The Jodi Picoult Collection #4
Page 77
“I’m not hungry,” I said.
Amelia
So let me tell you why I didn’t take the bus that morning: no one had bothered to check outside the front door, and it wasn’t until Paulette the nurse arrived and totally freaked out when she had to beat off an army of photographers and reporters that we realized how many people had gathered to snap the coveted picture of my parents leaving for court.
“Amelia,” my father said tightly, “in the car. Now!”
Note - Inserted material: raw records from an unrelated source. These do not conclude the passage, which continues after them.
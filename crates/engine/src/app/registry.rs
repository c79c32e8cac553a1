use std::collections::BTreeMap;
use std::fmt::Debug;
use std::hash::Hash;

use serde::{Deserialize, Serialize};

#[derive(Debug, Clone, Copy, PartialEq, Eq, Hash, PartialOrd, Ord, Serialize, Deserialize)]
pub struct EntityId(pub u64);

/// A closed sum type of every component a game attaches to entities.
///
/// Each variant maps to one distinct `Kind`, so an entity holds at most one
/// component per kind.
pub trait ComponentSet: Sized {
    type Kind: Copy + Eq + Ord + Hash + Debug;

    fn kind(&self) -> Self::Kind;
}

/// Typed view onto one variant of a [`ComponentSet`].
pub trait TypedComponent<C: ComponentSet>: Sized {
    const KIND: C::Kind;

    fn from_ref(component: &C) -> Option<&Self>;
    fn from_mut(component: &mut C) -> Option<&mut Self>;
    fn into_set(self) -> C;
}

#[derive(Debug, Clone, Copy, PartialEq, Eq)]
pub enum RegistryEvent<K> {
    EntityCreated(EntityId),
    ComponentAdded { entity: EntityId, kind: K },
    ComponentRemoved { entity: EntityId, kind: K },
    EntityDestroyed(EntityId),
}

#[derive(Debug, Default)]
struct EntityIdAllocator {
    next: u64,
}

impl EntityIdAllocator {
    fn allocate(&mut self) -> EntityId {
        let id = EntityId(self.next);
        self.next = self.next.saturating_add(1);
        id
    }
}

#[derive(Debug)]
struct EntityRecord<C: ComponentSet> {
    components: BTreeMap<C::Kind, C>,
}

#[derive(Debug)]
pub struct Registry<C: ComponentSet> {
    allocator: EntityIdAllocator,
    entities: BTreeMap<EntityId, EntityRecord<C>>,
    events: Vec<RegistryEvent<C::Kind>>,
}

impl<C: ComponentSet> Default for Registry<C> {
    fn default() -> Self {
        Self {
            allocator: EntityIdAllocator::default(),
            entities: BTreeMap::new(),
            events: Vec::new(),
        }
    }
}

impl<C: ComponentSet> Registry<C> {
    pub fn new() -> Self {
        Self::default()
    }

    pub fn create_entity(&mut self) -> EntityId {
        let id = self.allocator.allocate();
        self.entities.insert(
            id,
            EntityRecord {
                components: BTreeMap::new(),
            },
        );
        self.events.push(RegistryEvent::EntityCreated(id));
        id
    }

    pub fn spawn(&mut self, components: impl IntoIterator<Item = C>) -> EntityId {
        let id = self.create_entity();
        for component in components {
            self.add_component(id, component);
        }
        id
    }

    /// Returns false when the entity is unknown; destroying twice is harmless.
    pub fn destroy_entity(&mut self, id: EntityId) -> bool {
        let Some(record) = self.entities.remove(&id) else {
            return false;
        };
        for kind in record.components.keys() {
            self.events.push(RegistryEvent::ComponentRemoved {
                entity: id,
                kind: *kind,
            });
        }
        self.events.push(RegistryEvent::EntityDestroyed(id));
        true
    }

    /// Attaches `component`, replacing any existing component of the same kind.
    /// Returns false when the entity is unknown.
    pub fn add_component(&mut self, id: EntityId, component: C) -> bool {
        let Some(record) = self.entities.get_mut(&id) else {
            return false;
        };
        let kind = component.kind();
        record.components.insert(kind, component);
        self.events
            .push(RegistryEvent::ComponentAdded { entity: id, kind });
        true
    }

    pub fn insert<T: TypedComponent<C>>(&mut self, id: EntityId, component: T) -> bool {
        self.add_component(id, component.into_set())
    }

    pub fn remove_component(&mut self, id: EntityId, kind: C::Kind) -> Option<C> {
        let removed = self.entities.get_mut(&id)?.components.remove(&kind)?;
        self.events
            .push(RegistryEvent::ComponentRemoved { entity: id, kind });
        Some(removed)
    }

    pub fn remove<T: TypedComponent<C>>(&mut self, id: EntityId) -> bool {
        self.remove_component(id, T::KIND).is_some()
    }

    pub fn get<T: TypedComponent<C>>(&self, id: EntityId) -> Option<&T> {
        self.entities
            .get(&id)?
            .components
            .get(&T::KIND)
            .and_then(T::from_ref)
    }

    pub fn get_mut<T: TypedComponent<C>>(&mut self, id: EntityId) -> Option<&mut T> {
        self.entities
            .get_mut(&id)?
            .components
            .get_mut(&T::KIND)
            .and_then(T::from_mut)
    }

    pub fn has(&self, id: EntityId, kind: C::Kind) -> bool {
        self.entities
            .get(&id)
            .is_some_and(|record| record.components.contains_key(&kind))
    }

    pub fn contains(&self, id: EntityId) -> bool {
        self.entities.contains_key(&id)
    }

    /// Entities carrying every listed kind, in spawn order.
    pub fn query(&self, kinds: &[C::Kind]) -> Vec<EntityId> {
        self.entities
            .iter()
            .filter(|(_, record)| {
                kinds
                    .iter()
                    .all(|kind| record.components.contains_key(kind))
            })
            .map(|(id, _)| *id)
            .collect()
    }

    pub fn iter_with<'a, T: TypedComponent<C> + 'a>(&'a self) -> impl Iterator<Item = (EntityId, &'a T)> {
        self.entities.iter().filter_map(|(id, record)| {
            record
                .components
                .get(&T::KIND)
                .and_then(T::from_ref)
                .map(|component| (*id, component))
        })
    }

    pub fn iter_with_mut<'a, T: TypedComponent<C> + 'a>(
        &'a mut self,
    ) -> impl Iterator<Item = (EntityId, &'a mut T)> {
        self.entities.iter_mut().filter_map(|(id, record)| {
            record
                .components
                .get_mut(&T::KIND)
                .and_then(T::from_mut)
                .map(|component| (*id, component))
        })
    }

    pub fn entity_count(&self) -> usize {
        self.entities.len()
    }

    pub fn entity_ids(&self) -> Vec<EntityId> {
        self.entities.keys().copied().collect()
    }

    pub fn drain_events(&mut self) -> Vec<RegistryEvent<C::Kind>> {
        std::mem::take(&mut self.events)
    }

    pub fn clear(&mut self) {
        let ids = self.entity_ids();
        for id in ids {
            self.destroy_entity(id);
        }
    }
}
For once, I just did what he said.
That would have been bad enough, but some of them followed us to my school. I kept an eye on them in the passenger mirror. “Isn’t this how Princess Diana died?”
My father hadn’t spoken a word, but his jaw was set so tight I thought he might crack a tooth. At a red light, he faced me. “I know it’s going to be hard, but you have to pretend this is any other normal day.”
I know what you’re thinking: this is the point where Amelia inserts a really snarky, inappropriate comment, like That’s what they said about 9/11, too, but I just didn’t have one in me. Instead, I found myself shaking so hard I had to slip my hands underneath my thighs. “I don’t know what normal is anymore,” I heard myself say, in the tiniest voice ever.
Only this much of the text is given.